(Dataset entries)
-=-=-

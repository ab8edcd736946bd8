//! Error handling for the cipher module

use thiserror::Error;

/// Cipher-specific errors
///
/// Every variant is a rejected input or a broken async hand-off; transforms
/// never produce partial output.
#[derive(Debug, Error)]
pub enum CipherError {
    /// Vigenère key with no characters
    #[error("Key must not be empty")]
    EmptyKey,

    /// Key character outside `A..=Z`
    #[error("Invalid key character {character:?} at position {position}")]
    InvalidKeyCharacter {
        /// The offending character
        character: char,
        /// Character position within the key
        position: usize,
    },

    /// Scytale row count of zero or larger than the padded message
    #[error("Invalid row count: {rows} rows for a padded length of {length}")]
    InvalidRowCount {
        /// Requested row count
        rows: usize,
        /// Padded message length in characters
        length: usize,
    },

    /// Scytale ciphertext whose length is not a multiple of the row count
    #[error("Ciphertext length {length} is not a multiple of {rows} rows")]
    MisalignedCiphertext {
        /// Ciphertext length in characters
        length: usize,
        /// Requested row count
        rows: usize,
    },

    /// Configuration lacks a parameter the algorithm needs
    #[error("Missing parameter `{parameter}` for {algorithm}")]
    MissingParameter {
        /// Algorithm being configured
        algorithm: String,
        /// Name of the missing parameter
        parameter: &'static str,
    },

    /// Unsupported cipher algorithm
    #[error("Unsupported algorithm: {0}")]
    UnsupportedAlgorithm(String),

    /// Configuration could not be parsed
    #[error("Configuration error: {0}")]
    Config(String),

    /// Internal error occurred
    #[error("Internal error: {0}")]
    Internal(String),
}

impl From<serde_json::Error> for CipherError {
    fn from(err: serde_json::Error) -> Self {
        CipherError::Config(err.to_string())
    }
}

/// Result type for cipher operations
pub type Result<T> = std::result::Result<T, CipherError>;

-=-=-

Write out each line exactly, beginning at the one with "impl From<serde_json::Error> for" and ending at the final line of the records above, with nothing added.

Reply to the task →
impl From<serde_json::Error> for CipherError {
    fn from(err: serde_json::Error) -> Self {
        CipherError::Config(err.to_string())
    }
}

/// Result type for cipher operations
pub type Result<T> = std::result::Result<T, CipherError>;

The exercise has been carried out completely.